More than two dozen businessmen, professors, and left-of center activists have signed on to a letter to Senators Reid and McConnell on financial reform, warning, "Neither the bill passed earlier this year by the House, nor the one currently under consideration in the Senate would have prevented the crisis. Without serious restructuring, they will not prevent a future crisis." Among the things they want in legislation are a mandated "timeline for the resolution of Fannie Mae and Freddie Mac," as well as "a separation of the roles of chairman and CEO for regulated financial institutions."

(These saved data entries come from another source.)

//! Game rules and sprite sizes.
//!
//! The game shipped in a few near-identical versions that disagree on scoring,
//! bouncing coins, the fire key and what quitting does.  Each of those is a
//! flag on `Rules`; `Rules::arcade()` is the full version with screens and
//! score, `Rules::classic()` the bare early one.

use std::path::Path;

use serde::{Deserialize, Serialize};

use crate::error::GameError;

/// Environment variable naming an optional JSON config file.
pub const CONFIG_ENV: &str = "ROBOT_PAYBACK_CONFIG";

pub const DEFAULT_FIELD_WIDTH: i32 = 1080;
pub const DEFAULT_FIELD_HEIGHT: i32 = 720;

#[derive(Debug, Clone, Copy, PartialEq, Eq, Serialize, Deserialize, Default)]
pub enum FireKey {
    #[default]
    Space,
    W,
}

impl FireKey {
    pub fn as_char(&self) -> char {
        match self {
            FireKey::Space => ' ',
            FireKey::W => 'w',
        }
    }

    pub fn label(&self) -> &'static str {
        match self {
            FireKey::Space => "SPACE",
            FireKey::W => "W",
        }
    }
}

#[derive(Debug, Clone, PartialEq, Serialize, Deserialize)]
#[serde(default)]
pub struct Rules {
    /// Coin-on-monster hits add to the score.
    pub has_scoring: bool,
    /// Coins reflect off the field edges instead of leaving it.
    pub coin_bounces: bool,
    pub fire_key: FireKey,
    /// Quitting mid-run shows the game-over screen instead of exiting.
    pub game_over_to_screen: bool,
    /// A monster within hit range of the player ends the run.
    pub monsters_catch_player: bool,
    /// Start on the story / mechanics screens instead of straight in the run.
    pub intro_screens: bool,
    /// Spawn a pickup coin somewhere on the field every interval.
    pub free_coins: bool,
    /// Free coins drift along angle 0 instead of sitting still.
    pub free_coins_drift: bool,
}

impl Rules {
    pub fn arcade() -> Self {
        Self {
            has_scoring: true,
            coin_bounces: false,
            fire_key: FireKey::Space,
            game_over_to_screen: true,
            monsters_catch_player: true,
            intro_screens: true,
            free_coins: true,
            free_coins_drift: false,
        }
    }

    pub fn classic() -> Self {
        Self {
            has_scoring: false,
            coin_bounces: true,
            fire_key: FireKey::W,
            game_over_to_screen: false,
            monsters_catch_player: false,
            intro_screens: false,
            free_coins: false,
            free_coins_drift: true,
        }
    }
}

impl Default for Rules {
    fn default() -> Self {
        Self::arcade()
    }
}

/// Width and height of one sprite, in field pixels.
#[derive(Debug, Clone, Copy, PartialEq, Eq, Serialize, Deserialize)]
pub struct SpriteSize {
    pub w: i32,
    pub h: i32,
}

impl SpriteSize {
    pub const fn new(w: i32, h: i32) -> Self {
        Self { w, h }
    }
}

#[derive(Debug, Clone, Copy, PartialEq, Eq, Serialize, Deserialize)]
#[serde(default)]
pub struct SpriteSizes {
    pub player: SpriteSize,
    pub monster: SpriteSize,
    pub door: SpriteSize,
    pub coin: SpriteSize,
}

impl Default for SpriteSizes {
    fn default() -> Self {
        Self {
            player: SpriteSize::new(40, 40),
            monster: SpriteSize::new(40, 40),
            door: SpriteSize::new(40, 40),
            coin: SpriteSize::new(20, 20),
        }
    }
}

#[derive(Debug, Clone, PartialEq, Serialize, Deserialize)]
#[serde(default)]
pub struct GameConfig {
    pub field_width: i32,
    pub field_height: i32,
    pub rules: Rules,
    pub sprites: SpriteSizes,
}

impl Default for GameConfig {
    fn default() -> Self {
        Self {
            field_width: DEFAULT_FIELD_WIDTH,
            field_height: DEFAULT_FIELD_HEIGHT,
            rules: Rules::default(),
            sprites: SpriteSizes::default(),
        }
    }
}

impl GameConfig {
    /// Load from the file named by `ROBOT_PAYBACK_CONFIG`, or fall back to
    /// defaults when the variable is unset.  A set-but-broken file is fatal.
    pub fn load() -> Result<Self, GameError> {
        let config = match std::env::var_os(CONFIG_ENV) {
            Some(path) => Self::from_file(Path::new(&path))?,
            None => {
                log::info!("{} not set, using built-in config", CONFIG_ENV);
                Self::default()
            }
        };
        config.validate()?;
        Ok(config)
    }

    pub fn from_file(path: &Path) -> Result<Self, GameError> {
        let json = std::fs::read_to_string(path)?;
        let config = Self::from_json(&json)?;
        log::info!("Loaded config from {}", path.display());
        Ok(config)
    }

    pub fn from_json(json: &str) -> Result<Self, GameError> {
        Ok(serde_json::from_str(json)?)
    }

    /// Every sprite must fit inside the field, otherwise clamping and edge
    /// spawning have no valid range.
    pub fn validate(&self) -> Result<(), GameError> {
        if self.field_width <= 0 || self.field_height <= 0 {
            return Err(GameError::Validation(format!(
                "field must be non-empty, got {}x{}",
                self.field_width, self.field_height
            )));
        }
        let sprites = [
            ("player", self.sprites.player),
            ("monster", self.sprites.monster),
            ("door", self.sprites.door),
            ("coin", self.sprites.coin),
        ];
        for (name, size) in sprites {
            if size.w <= 0 || size.h <= 0 {
                return Err(GameError::Validation(format!(
                    "{} sprite must have a positive size, got {}x{}",
                    name, size.w, size.h
                )));
            }
            if size.w > self.field_width || size.h > self.field_height {
                return Err(GameError::Validation(format!(
                    "{} sprite {}x{} does not fit a {}x{} field",
                    name, size.w, size.h, self.field_width, self.field_height
                )));
            }
        }
        Ok(())
    }
}

#[cfg(test)]
mod tests {
    use super::*;

    #[test]
    fn default_is_arcade_on_1080_by_720() {
        let c = GameConfig::default();
        assert_eq!(c.field_width, 1080);
        assert_eq!(c.field_height, 720);
        assert_eq!(c.rules, Rules::arcade());
        assert!(c.validate().is_ok());
    }

    #[test]
    fn partial_json_fills_in_defaults() {
        let c = GameConfig::from_json(r#"{ "rules": { "fire_key": "W", "coin_bounces": true } }"#)
            .unwrap();
        assert_eq!(c.rules.fire_key, FireKey::W);
        assert!(c.rules.coin_bounces);
        // untouched fields keep the arcade defaults
        assert!(c.rules.has_scoring);
        assert_eq!(c.field_width, 1080);
        assert_eq!(c.sprites.coin, SpriteSize::new(20, 20));
    }

    #[test]
    fn malformed_json_is_a_config_error() {
        let err = GameConfig::from_json("{ not json").unwrap_err();
        assert!(matches!(err, GameError::Config(_)));
    }

    #[test]
    fn oversized_sprite_fails_validation() {
        let mut c = GameConfig::default();
        c.sprites.player = SpriteSize::new(2000, 40);
        assert!(matches!(c.validate(), Err(GameError::Validation(_))));
    }

    #[test]
    fn empty_field_fails_validation() {
        let mut c = GameConfig::default();
        c.field_height = 0;
        assert!(matches!(c.validate(), Err(GameError::Validation(_))));
    }

    #[test]
    fn missing_file_is_an_io_error() {
        let err = GameConfig::from_file(Path::new("/definitely/not/here.json")).unwrap_err();
        assert!(matches!(err, GameError::Io(_)));
    }

    #[test]
    fn classic_preset_differs_where_expected() {
        let r = Rules::classic();
        assert!(!r.has_scoring);
        assert!(r.coin_bounces);
        assert_eq!(r.fire_key, FireKey::W);
        assert!(!r.game_over_to_screen);
        assert_eq!(r.fire_key.as_char(), 'w');
    }
}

Notable signers include Clinton administration officials Robert Reich and Bowman Cutter, short-seller Jin Chanos, Peter J. Solomon, and Leo Hindery, who is identified as "Chairman, The US Economy/Smart Globalization Initiative New America Foundation." The New America Foundation Web site makes clear that this same Mr. Hindery who is now agitating for law separating the chairman and ceo roles was, from 2001 to 2004, "Chairman and Chief Executive Officer of The YES Network, the nation's largest regional sports network and the television home of the New York Yankees." Also, he is "Managing Partner of InterMedia Partners LP, a New York-based media industry private equity fund." Yes, the same Mr. Hindery and InterMedia Partners that surfaced here earlier as having paid firms affiliated with Roberto Ramirez $883,333 to arrange meetings with the New York City and state pension funds. That Mr. Hindery is now a spokesman for financial "reform" is almost comical, in this context.
Never mind that splitting the CEO and chairman titles was tried in Great Britain and did not work, or that the emprical research on the matter shows it either makes no difference or actually "is associated with systematically lower cash flows and value," as we wrote about earlier here.